Ну а Она поверит, что дуэль была честной?.. И интересно — будет себя казнить, если меня подстрелят и сшибут, как мелкую фишку? Или он улыбнется белозубо, виновато, по-юношески, как это у него получается, и… Не думать, не додумывать. Главное, не додумывать!

Утром вздремнул на прохладных скалах, даже не глянув, а что там у них внизу: спят, наверное, голубки в гнездышке. Что ж, каждому свое. Когда История на твоей стороне и знаешь, что работаешь на нее, всё, даже нервы, в порядке.

Снова открыл глаза, а милые уже в море, уже резвятся в воде, что ж, нырнем и мы. Я даже сделал им ручкой. Нырял, нырял, а когда взобрался на скалу, увидел, что они письма пишут на нашем пляже. Что-то он чертит пальцем, отбегая в сторонку, а Она набегает, опрокидывает его на песок и ногой затирает его письмена, он мешает, а Она тянется затереть…

Всё, всё забрали себе, всё мое, всё наше!

Старался больше не смотреть в ту сторону, а когда не выдержал, посмотрел — нет их, ушли, должно быть, к водопаду.

Само дело, работа захватила, какой-то уже спортивный появился азарт: нырнуть поглубже, удержаться подольше у самого дна. Странно, ни одной рыбешки или краба не вижу, пустой океан, даже тоскливо. Просто я о них не думал, а теперь подумал — и сразу вот они, объявились. И как раз передо мной, как на экране, зависают большие рыбины, глаза в глаза. Но если так, тогда пистолеты должны бы давно объявиться: только и думаю о них. Сколько раз, казалось, видел, жадно хватал рукой камень, клочок мха, водорослей. Забираюсь всё глубже и глубже, очень болят уши, глаза.
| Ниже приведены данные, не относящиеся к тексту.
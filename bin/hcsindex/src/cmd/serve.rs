//! Serve command - HTTP search page

use std::{path::Path, sync::Arc};

use color_eyre::eyre::{Result, WrapErr};
use tokio::net::TcpListener;

use super::{load_config, load_index};
use crate::server::{AppState, create_router};

/// Run the serve command.
///
/// Loads the manifest once and serves the search page until interrupted. With
/// `local`, the PDFs are served from the document directory and links point
/// there instead of the remote document location.
pub async fn run(config_path: &Path, port: u16, local: bool, open_browser: bool) -> Result<()> {
    tracing::info!(?config_path, port, local, "Starting server");

    let config = load_config(config_path)?;
    let index = load_index(&config)?;

    let addr = format!("127.0.0.1:{port}");
    let mut links = config.link_builder();
    if local {
        links = links.with_document_base(format!("http://{addr}/pdfs/"));
    }

    let state = Arc::new(AppState {
        index,
        links,
        limit: config.search.limit,
        frameworks: config.frameworks.clone(),
    });
    let pdf_dir = local.then_some(config.paths.pdf_dir.as_path());
    let app = create_router(state, pdf_dir);

    let listener = TcpListener::bind(&addr)
        .await
        .wrap_err_with(|| format!("Failed to bind to {addr}"))?;

    println!();
    println!("  Search page running at http://{addr}");
    if local {
        println!("  Serving PDFs from {}", config.paths.pdf_dir.display());
    }
    println!("  Press Ctrl+C to stop");
    println!();

    if open_browser {
        let _ = open::that(format!("http://{addr}"));
    }

    axum::serve(listener, app).await.wrap_err("Server error")?;

    Ok(())
}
А нашел на мелком месте, где и не ожидал: стал на дно передохнуть и нащупал ногой — будто током ударило! Оказывается, мы швырнули пистолеты недалеко, совсем близко отбросили от себя. И второй где-то здесь, та самая «курительная трубка», но пока радуюсь найденному. Нет, удобная и надежная штучка. Вот так прицелиться… А действительно забавно получается: старая рухлядь, еще двадцатых, наверное, годов, а убойная сила равна всем ядерным бомбам конца века: выстрел — и человечества как не бывало!

Это — если он уложит меня. Ну а если я его, то наоборот — путь в будущее расчищен!

Сколько ни нырял еще и еще, второй пистолет как испарился. Или второй и не нужен — по пьеске Великого Драматурга? Так даже больше испытания нашим качествам. Берем в руку по очереди: если не попал, надо подавить соблазн, великий соблазн выстрелить еще разок. Ты же не знаешь наверняка, как поступит противник, передаст ли тебе оружие. Не те времена, чтобы наверняка знать. Ну а Великий Драматург, он заранее все знает? Тогда это ему неинтересно. И какой же он творец? Если творит, значит, открывает ему самому неведомое. Элементарное условие.

Это про него: «Изощрен, но не злонамерен»? А уж что, ироничен, так это точно. Сколько было за историю сюжетов самых ироничных: словно Великий Драматург специально задавался целью разыграть этих умников землян как можно грубее. Наказывал за самомнение. А возможно, и мстя ревниво. За что все-таки и к чему нас можно ревновать? К разуму, полученному не по чину?

Вот и еще сюжет. Вроде бы всё в нем просто, ясно, ничего издевательского. Она любит его, а он любит Ее! Ничего, если не учитывать, что случай-то, «сюжет» — последний, а тот, кого Она выбрала (Великий Драматург демократичен, всегда оставлял нам выбор!), кого предпочла из двоих последних, из двоих возможных, — импотент.

Обессиленный нырянием, а еще больше мыслями, сомнениями, лежал я на теплых камнях, правая рука касалась металла, напитанного донным холодом, а мозг тоже казался тяжелым металлом, но расплавленным.

Вот как все повернулось, кто мог ожидать? Природа давила на Нее с вывертом, однако нормально: дети! дети! Но вот кто-то надавил и на природу, волевым, так сказать, решением заставил отступить, отступиться.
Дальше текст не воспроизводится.